Anyway, What you could probably do to rescue the weak roof is by adding a 2x4 under the 2x6 ties. This will create a upside down T if you look from a "cut" view. Use screws about 16" apart. Additionally, you could also fill in between where there is no 2x6's with more 2x6's (at least) and 2x4's (to form upside down T). By doing this, you should off-load the roof weight onto the newly added 2x6's w/ 2x4's. You will have to jack up the sagging 2x6's first though to get it as straight as possible. This way, the 2x4's will be installed to a straight 2x6 rather.
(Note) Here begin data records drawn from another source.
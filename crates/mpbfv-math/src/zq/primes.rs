//! Generation of NTT-friendly primes.

use mpbfv_util::is_prime;

/// Returns the largest prime of `num_bits` bits congruent to 1 modulo
/// `modulo`, and strictly smaller than `upper_bound`.
///
/// Returns None if no such prime exists. Aborts in debug mode if `num_bits`
/// is not between 10 and 62, or if `modulo` is not a power of two.
pub fn generate_prime(num_bits: usize, modulo: u64, upper_bound: u64) -> Option<u64> {
    debug_assert!((10..=62).contains(&num_bits));
    debug_assert!(modulo.is_power_of_two());

    let lower_bound = 1u64 << (num_bits - 1);
    let upper_bound = upper_bound.min(1u64 << num_bits);
    if upper_bound < 2 + modulo {
        return None;
    }

    let mut candidate = ((upper_bound - 2) / modulo) * modulo + 1;
    while candidate >= lower_bound {
        if is_prime(candidate) {
            return Some(candidate);
        }
        candidate = candidate.checked_sub(modulo)?;
    }
    None
}
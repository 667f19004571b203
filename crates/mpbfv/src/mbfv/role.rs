use crate::{Error, Result};

/// The role of a party in the protocols.
///
/// Party 0 is the lead: its decryption share carries the first component of
/// the ciphertext, and it is the one decrypting the masked ciphertext when
/// converting a ciphertext to shares. Every other party is a participant.
#[derive(Debug, Clone, Copy, PartialEq, Eq, Hash)]
pub enum Role {
    /// The lead party, with index 0.
    Lead,
    /// Any other party.
    Participant,
}

impl Role {
    /// The role of the party with the given index.
    pub const fn of(party: usize) -> Self {
        if party == 0 {
            Role::Lead
        } else {
            Role::Participant
        }
    }

    /// Returns whether this is the lead role.
    pub const fn is_lead(&self) -> bool {
        matches!(self, Role::Lead)
    }
}

impl From<Role> for u32 {
    fn from(role: Role) -> Self {
        match role {
            Role::Lead => 1,
            Role::Participant => 2,
        }
    }
}

impl TryFrom<u32> for Role {
    type Error = Error;

    fn try_from(value: u32) -> Result<Self> {
        match value {
            1 => Ok(Role::Lead),
            2 => Ok(Role::Participant),
            _ => Err(Error::SerializationError),
        }
    }
}
#![warn(missing_docs, unused_imports)]

//! The Multiparty BFV scheme, as described by Christian Mouchet et. al., with
//! share-conversion bootstrapping.
//!
//! N parties each hold a share of the joint secret key. Party 0 is the lead;
//! the order in which the parties act in each protocol matters. The building
//! blocks (key shares, decryption shares, message shares) can be exchanged
//! between processes, and [`protocol`] drives whole sessions in-process.

mod aggregate;
pub mod config;
mod crp;
mod decryption;
pub mod protocol;
mod public_key_gen;
mod relin_key_gen;
mod role;
mod rotation_key_gen;
mod round;
mod share_conversion;

pub use aggregate::{Aggregate, AggregateIter};
pub use config::ProtocolConfig;
pub use crp::CommonRandomPoly;
pub use decryption::DecryptionShare;
pub use protocol::{
    encryption_to_shares, joint_key_gen, joint_relinearization_key_gen, joint_rotation_key_gen,
    multiparty_bootstrap, shares_to_encryption, threshold_decrypt,
};
pub use public_key_gen::PublicKeyShare;
pub use relin_key_gen::{JointKeySwitchKey, KeySwitchAccumulator, RelinKeyShare};
pub use role::Role;
pub use rotation_key_gen::RotationKeyAccumulator;
pub use round::Round;
pub use share_conversion::{EncryptionShare, MaskedDecryptionShare, MessageShare};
Again, you will still have to take care of the moving walls and corners I have mentioned already... These are the legs to the "weak roof"... Yikes... You can't fix your roof, until you have straighten out your walls and corners...
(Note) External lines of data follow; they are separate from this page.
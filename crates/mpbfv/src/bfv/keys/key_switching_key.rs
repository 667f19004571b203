//! Key-switching keys for the BFV encryption scheme
//!
//! A key-switching key from `from` to `s` holds, for every modulus q_i of the
//! ciphertext context, an encryption under `s` of `g_i * from`, where the g_i
//! are the Garner coefficients of the RNS basis. Decomposing a polynomial into
//! its residues p_i = [p]_{q_i} gives p = sum_i p_i * g_i mod q, so the key
//! turns `p * from` into a ciphertext under `s` with a small noise increase.

use crate::bfv::{traits::TryConvertFrom, BfvParameters, SecretKey};
use crate::proto::bfv::KeySwitchingKey as KeySwitchingKeyProto;
use crate::{Error, Result};
use itertools::izip;
use mpbfv_math::rq::{traits::TryConvertFrom as TryConvertFromPoly, Poly, Representation};
use mpbfv_traits::{DeserializeWithContext, Serialize};
use rand::{CryptoRng, RngCore};
use std::sync::Arc;
use zeroize::Zeroizing;

/// Key switching key for the BFV encryption scheme.
#[derive(Debug, PartialEq, Eq, Clone)]
pub struct KeySwitchingKey {
    /// The parameters of the underlying BFV encryption scheme.
    pub(crate) par: Arc<BfvParameters>,

    /// The first component of the key, one polynomial per modulus.
    pub(crate) c0: Box<[Poly]>,

    /// The second component of the key, uniformly random.
    pub(crate) c1: Box<[Poly]>,
}

impl KeySwitchingKey {
    /// Generate a [`KeySwitchingKey`] to this [`SecretKey`] from a polynomial
    /// `from` in power basis representation.
    pub fn new<R: RngCore + CryptoRng>(sk: &SecretKey, from: &Poly, rng: &mut R) -> Result<Self> {
        let c1 = (0..sk.par.moduli().len())
            .map(|_| Poly::random(&sk.par.ctx, Representation::Ntt, rng))
            .collect::<Vec<_>>();
        let c0 = Self::generate_c0(sk, from, &c1, rng)?;
        Ok(Self {
            par: sk.par.clone(),
            c0: c0.into_boxed_slice(),
            c1: c1.into_boxed_slice(),
        })
    }

    /// Create a key from its components, both in Ntt representation.
    pub(crate) fn from_parts(c0: Vec<Poly>, c1: Vec<Poly>, par: &Arc<BfvParameters>) -> Result<Self> {
        if c0.len() != par.moduli().len() || c1.len() != par.moduli().len() {
            return Err(Error::DefaultError(
                "Incorrect number of key switching components".to_string(),
            ));
        }
        for p in c0.iter().chain(c1.iter()) {
            if p.ctx() != &par.ctx {
                return Err(Error::MathError(mpbfv_math::Error::InvalidContext));
            }
            if p.representation() != &Representation::Ntt {
                return Err(Error::MathError(
                    mpbfv_math::Error::IncorrectRepresentation(
                        *p.representation(),
                        Representation::Ntt,
                    ),
                ));
            }
        }
        Ok(Self {
            par: par.clone(),
            c0: c0.into_boxed_slice(),
            c1: c1.into_boxed_slice(),
        })
    }

    /// Computes c0_i = g_i * from + e_i - c1_i * s for every c1_i.
    pub(crate) fn generate_c0<R: RngCore + CryptoRng>(
        sk: &SecretKey,
        from: &Poly,
        c1: &[Poly],
        rng: &mut R,
    ) -> Result<Vec<Poly>> {
        if from.ctx() != &sk.par.ctx {
            return Err(Error::MathError(mpbfv_math::Error::InvalidContext));
        }
        if from.representation() != &Representation::PowerBasis {
            return Err(Error::MathError(
                mpbfv_math::Error::IncorrectRepresentation(
                    *from.representation(),
                    Representation::PowerBasis,
                ),
            ));
        }

        let s = sk.to_poly()?;
        let rns = sk.par.ctx.rns();
        c1.iter()
            .enumerate()
            .map(|(i, c1i)| {
                let garner = rns.get_garner(i).ok_or_else(|| {
                    Error::DefaultError("Too many key switching components".to_string())
                })?;
                let mut a = Zeroizing::new(from * garner);
                a.change_representation(Representation::Ntt);
                let mut b =
                    Poly::small(&sk.par.ctx, Representation::Ntt, sk.par.variance, rng)?;
                b -= &(c1i * s.as_ref());
                b += &*a;
                Ok(b)
            })
            .collect()
    }

    /// Key switch a polynomial in power basis representation, returning the
    /// pair (d0, d1) in Ntt representation such that d0 + d1 * s is close to
    /// p * from.
    pub fn key_switch(&self, p: &Poly) -> Result<(Poly, Poly)> {
        if p.ctx() != &self.par.ctx {
            return Err(Error::MathError(mpbfv_math::Error::InvalidContext));
        }
        if p.representation() != &Representation::PowerBasis {
            return Err(Error::MathError(
                mpbfv_math::Error::IncorrectRepresentation(
                    *p.representation(),
                    Representation::PowerBasis,
                ),
            ));
        }

        let mut d0 = Poly::zero(&self.par.ctx, Representation::Ntt);
        let mut d1 = Poly::zero(&self.par.ctx, Representation::Ntt);
        for (row, c0i, c1i) in izip!(p.coefficients().outer_iter(), self.c0.iter(), self.c1.iter()) {
            let mut pi = Poly::try_convert_from(
                row.to_vec().as_slice(),
                &self.par.ctx,
                Representation::PowerBasis,
            )?;
            pi.change_representation(Representation::Ntt);
            d0 += &(&pi * c0i);
            d1 += &(&pi * c1i);
        }
        Ok((d0, d1))
    }
}

impl From<&KeySwitchingKey> for KeySwitchingKeyProto {
    fn from(value: &KeySwitchingKey) -> Self {
        KeySwitchingKeyProto {
            c0: value.c0.iter().map(|p| p.to_bytes()).collect(),
            c1: value.c1.iter().map(|p| p.to_bytes()).collect(),
        }
    }
}

impl TryConvertFrom<&KeySwitchingKeyProto> for KeySwitchingKey {
    fn try_convert_from(value: &KeySwitchingKeyProto, par: &Arc<BfvParameters>) -> Result<Self> {
        let c0 = value
            .c0
            .iter()
            .map(|b| Poly::from_bytes(b, &par.ctx))
            .collect::<std::result::Result<Vec<_>, _>>()?;
        let c1 = value
            .c1
            .iter()
            .map(|b| Poly::from_bytes(b, &par.ctx))
            .collect::<std::result::Result<Vec<_>, _>>()?;
        KeySwitchingKey::from_parts(c0, c1, par)
    }
}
After you have straighten out your walls and corners, go ahead and add these (http://www.homedepot.com/h_d1/N-25e...3&langId=-1&keyword=strong+tie&storeId=10051) to the 2x6's at the top plates... to secure their position going forward and eliminate "slide out"...


----------



## Gary in WA (Mar 11, 2009)

Get that door off the rafter ties, first, and any other load. The 2x4 and 1x4 "struts" or web members are helping the rafter ties, do not remove them. The 2x6 ridge board is fine, as are the collar ties, though they are only for high wind uplift to hold the rafters to the ridge board. This is not a truss system. http://publicecodes.cyberregs.com/icod/irc/2009/icod_irc_2009_8_sec002_par018.htm 

Check the amount of nails in each rafter ties (compare to the span/snow load listed, especially the one pictured inboard of the garage door opener;* 9th chart down;* http://publicecodes.cyberregs.com/icod/irc/2009/icod_irc_2009_8_par027.htm?bu2=undefined

The raised rafter tie takes the next chart adjustment factor below that. See where we are first, before fixing it. 

Gary


----------



## jrb619 (Oct 20, 2012)

*plan of attack*

Based on everyone's great comments and feedback, i'm starting to generate a plan illustrated below. Let me know what you guys think. Is this sound?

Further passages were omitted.